Science continues to inform Abigail Woods Anderson’s paintings and prints. Her most recent collection of compositions are inspired by the effects of Dutch elm disease on the shady boulevard near her childhood home in Minneapolis. Using tracings from the stumps leftover from the impact of the disease, as well as scientific knowledge of the boring beetle that carries the fungus from tree to tree, Anderson has created paintings that pay homage to the trees, while drawing attention to their demise. The artist explains: these paintings are embellished with patterns derived from the elm tree’s natural history and Dutch elm’s disease’s pathology. I scavenged and restyled images from botanical illustrations and figures, entomology databases, micrographs, and art history, especially landscape paintings and studies by John Constable. The resulting works are a meditation on ecology, contemplating the entangled fates of four organisms: the elm tree, the beetle, the fungus, and humans.
Drawn largely to the theme of water in the landscape, printmaker Clara Ueland travels throughout northern Minnesota—and especially to Lake Superior—seeking inspiration for her compositions. Ueland photographs the landscape, using the images as a reference for her subjects: rough rocks rising out of a lake, the water pink from a sunset’s reflection; lily pads dancing among murky waters; a trail of swirling, moonlight-dappled waves weaving between reeds. Ueland’s waterscapes carry a planar, graphic quality seemingly reminiscent of 19th century Japanese woodblock prints; while this is unintentional, Ueland’s approach to her imagery results in a similar aesthetic. The artist explains: I try to strike a balance between eye and mind, between representation and abstraction, between the demands of the subject and the demands of the pictorial space – bringing outer and inner worlds together through the medium of art. I would like my work to reflect the beauty, unity and balance of the natural world.

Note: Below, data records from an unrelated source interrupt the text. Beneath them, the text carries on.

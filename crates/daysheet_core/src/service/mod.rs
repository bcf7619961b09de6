//! Schedule use-case services.
//!
//! # Responsibility
//! - Mediate every mutation so blocks and summary text stay in sync.
//! - Keep presentation layers decoupled through the observer contract.

pub mod observer;
pub mod schedule_service;
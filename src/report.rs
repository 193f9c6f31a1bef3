//! The report driver: one chart per configured benchmark, in order.
use errors::*;
use measurement::Table;
use render::plot_graph;
use setting::Setting;
use std::io;
use std::path::PathBuf;

/// Loads the results table and draws every chart of `setting`.
///
/// Charts are drawn one after another; the first failure stops the run and
/// charts written before it stay on disk. Returns the written paths.
pub fn generate_charts(setting: &Setting) -> Result<Vec<PathBuf>> {
    let data = Table::from_path(&setting.input)?;
    info!(
        "loaded {} measurements from {}",
        data.len(),
        setting.input.display()
    );

    let stdout = io::stdout();
    let mut out = stdout.lock();
    let mut created = Vec::with_capacity(setting.charts.len());
    for chart in &setting.charts {
        let subset = data.filter(&chart.benchmark);
        if subset.is_empty() {
            warn!("no measurements for benchmark {:?}", chart.benchmark);
        }
        plot_graph(&subset, chart, setting.alignment, &mut out)
            .chain_err(|| format!("failed to draw chart '{}'", chart.title))?;
        created.push(chart.output.clone());
    }
    Ok(created)
}

#[cfg(test)]
mod tests {
    use super::*;
    use layout::{Alignment, BarLayout};
    use std::fs;
    use std::path::Path;
    use tempfile;

    const RESULTS: &str = "\
Benchmark,Environment,Size,Mean (ms),Standard Deviation (ms)
Sum of squares,JavAssembler,1000,0.011,0.001
Sum of squares,JavaScript,1000,0.015,0.002
Sum of squares,C++,1000,0.006,0.0005
Sum of squares,JavAssembler,10000,0.104,0.009
Sum of squares,JavaScript,10000,0.151,0.012
Sum of squares,C++,10000,0.058,0.004
Sum of squares,JavAssembler,50000,0.521,0.031
Sum of squares,JavaScript,50000,0.744,0.052
Sum of squares,C++,50000,0.290,0.017
";

    fn setting_in(dir: &Path) -> Setting {
        let input = dir.join("benchmarking_results.csv");
        fs::write(&input, RESULTS).unwrap();
        let mut setting = Setting::default();
        setting.input = input;
        setting.redirect_output(dir);
        setting
    }

    #[test]
    fn draws_every_chart_even_without_rows() {
        let dir = tempfile::tempdir().unwrap();
        let setting = setting_in(dir.path());
        let created = generate_charts(&setting).unwrap();
        assert_eq!(created.len(), 4);
        for path in &created {
            let meta = fs::metadata(path).unwrap();
            assert!(meta.len() > 0, "{} is empty", path.display());
        }
        assert_eq!(
            created[0],
            dir.path().join("sum_of_squares_benchmark.pdf")
        );
    }

    #[test]
    fn sum_of_squares_end_to_end() {
        let dir = tempfile::tempdir().unwrap();
        let setting = setting_in(dir.path());
        generate_charts(&setting).unwrap();

        let chart = &setting.charts[0];
        let pdf = fs::read(&chart.output).unwrap();
        assert!(pdf.starts_with(b"%PDF"));

        let data = Table::from_path(&setting.input).unwrap();
        let subset = data.filter(&chart.benchmark);
        let layout = BarLayout::build(&subset, &chart.group_labels, Alignment::Strict).unwrap();
        assert_eq!(layout.groups().len(), 3);
        assert_eq!(layout.bars().count(), 9);
        let heights = layout.series()[0]
            .bars
            .iter()
            .map(|b| b.height)
            .collect::<Vec<_>>();
        assert_eq!(heights, vec![0.011, 0.104, 0.521]);
    }

    #[test]
    fn missing_input_aborts_before_drawing() {
        let dir = tempfile::tempdir().unwrap();
        let mut setting = Setting::default();
        setting.input = dir.path().join("absent.csv");
        setting.redirect_output(dir.path());
        match generate_charts(&setting) {
            Err(Error(ErrorKind::MissingInput(_), _)) => {}
            other => panic!("unexpected result: {:?}", other),
        }
        assert!(!setting.charts[0].output.exists());
    }

    #[test]
    fn failure_stops_remaining_charts() {
        let dir = tempfile::tempdir().unwrap();
        let mut setting = setting_in(dir.path());
        setting.charts[1].output = dir.path().join("recursion_benchmark.png");
        assert!(generate_charts(&setting).is_err());
        assert!(setting.charts[0].output.exists());
        assert!(!setting.charts[2].output.exists());
    }
}
//! Error types for benchcharts.

/// Creates the Error, ErrorKind, ResultExt, and Result types
error_chain!{
    errors {
        MissingInput(path: String) {
            description("input table not found")
            display("input table not found: {}", path)
        }
        MissingColumn(column: String) {
            description("input table lacks a required column")
            display("input table lacks required column '{}'", column)
        }
        MalformedTable(detail: String) {
            description("error in parsing the input table")
            display("malformed input table: {}", detail)
        }
        InvalidMeasurement(row: usize, detail: String) {
            description("measurement out of range")
            display("invalid measurement in row {}: {}", row, detail)
        }
        Misaligned(environment: String, detail: String) {
            description("rows do not line up with group labels")
            display("rows for '{}' do not line up with group labels: {}", environment, detail)
        }
        UnsupportedFormat(path: String) {
            description("unsupported output format")
            display("cannot infer a supported output format from '{}'", path)
        }
        Convert(detail: String) {
            description("error in converting the chart")
            display("failed to convert chart: {}", detail)
        }
        UnwritableOutput(path: String) {
            description("error in writing the chart")
            display("failed to write chart to {}", path)
        }
        Setting(path: String) {
            description("error in loading the report setting")
            display("failed to load report setting from {}", path)
        }
    }

    foreign_links {
        Io(::std::io::Error);
        Csv(::csv::Error);
        Toml(::toml::de::Error);
        Draw(::plotters::drawing::DrawingAreaErrorKind<::std::io::Error>);
    }
}
//! Draws the benchmark comparison charts from
//! `benchmarking_results/benchmarking_results.csv`.
//!
//! Without arguments the four standard charts are written next to the input.
//! Set `RUST_LOG=info` (or `debug`) for progress logging.

extern crate benchcharts;
extern crate chrono;
extern crate env_logger;
#[macro_use]
extern crate log;
extern crate structopt;

use benchcharts::{Alignment, Setting};
use std::env;
use std::io::Write;
use std::path::PathBuf;
use std::process;
use structopt::StructOpt;

#[derive(StructOpt, Debug)]
#[structopt(name = "plot_graphs")]
#[structopt(about = "Draw grouped bar charts from benchmarking results.")]
struct Opt {
    /// A TOML report setting replacing the standard charts.
    #[structopt(short = "c", long = "config", parse(from_os_str))]
    config: Option<PathBuf>,

    /// The results table, overriding the setting.
    #[structopt(short = "i", long = "input", parse(from_os_str))]
    input: Option<PathBuf>,

    /// Write every chart into this directory instead.
    #[structopt(short = "o", long = "out", parse(from_os_str))]
    output_dir: Option<PathBuf>,

    /// Fail when rows do not line up with the group labels.
    #[structopt(long = "strict")]
    strict: bool,
}

fn init_logger() {
    let mut builder = env_logger::Builder::new();
    builder.format(|buf, record| {
        let t = chrono::Utc::now();
        writeln!(
            buf,
            "{} {}",
            t.format("%Y-%m-%d %H:%M:%S%.3f"),
            record.args()
        )
    });
    if let Ok(filters) = env::var("RUST_LOG") {
        builder.parse_filters(&filters);
    }
    builder.init();
}

fn run(opt: Opt) -> benchcharts::Result<()> {
    let mut setting = match opt.config {
        Some(ref path) => Setting::init(path)?,
        None => Setting::default(),
    };
    if let Some(input) = opt.input {
        setting.input = input;
    }
    if let Some(ref dir) = opt.output_dir {
        setting.redirect_output(dir);
    }
    if opt.strict {
        setting.alignment = Alignment::Strict;
    }

    let created = benchcharts::generate_charts(&setting)?;
    debug!("created {} charts", created.len());
    Ok(())
}

fn main() {
    init_logger();
    let opt = Opt::from_args();

    if let Err(ref e) = run(opt) {
        let stderr = &mut ::std::io::stderr();
        writeln!(stderr, "error: {}", e).ok();
        for cause in e.iter().skip(1) {
            writeln!(stderr, "caused by: {}", cause).ok();
        }
        process::exit(1);
    }
}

St. Paul artist Cynthia Rae Levine, a recent MSAB fellow, began taking classes at Northern Clay Center in 1993. Since then, she has cultivated an aesthetic of elegant, ceramic sculptures that are inspired by the intersection of the natural and manmade worlds—from seed pods and shells to alleyways and stairwells, Levine simplifies their basic shapes and applies them to her non-functional sculptural forms. Her sensitively rendered geometric sculptures, softened by their earthy palettes and luscious curves, create an interplay of positive and negative spaces. The artist explains: For some time, the primary focus of my work has been the coil built vessel. The vessel provides me with a container through which I can examine the ways in which space can be used or conformed by my hand and the clay to create sensations of ease or tension, expansion or confinement, or two other opposing forces in one form. The manner in which planes and lines come together or move apart, separate or integrate, enclose or liberate the space within and around a vessel supply me with a continuing source of ideas that I can apply to my work in clay.
The artists will be present at the opening reception on Friday, June 1 from 5–8 pm. This exhibition runs concurrently with Here & There, an exhibition of new paintings by Thomas Paquette in the main gallery.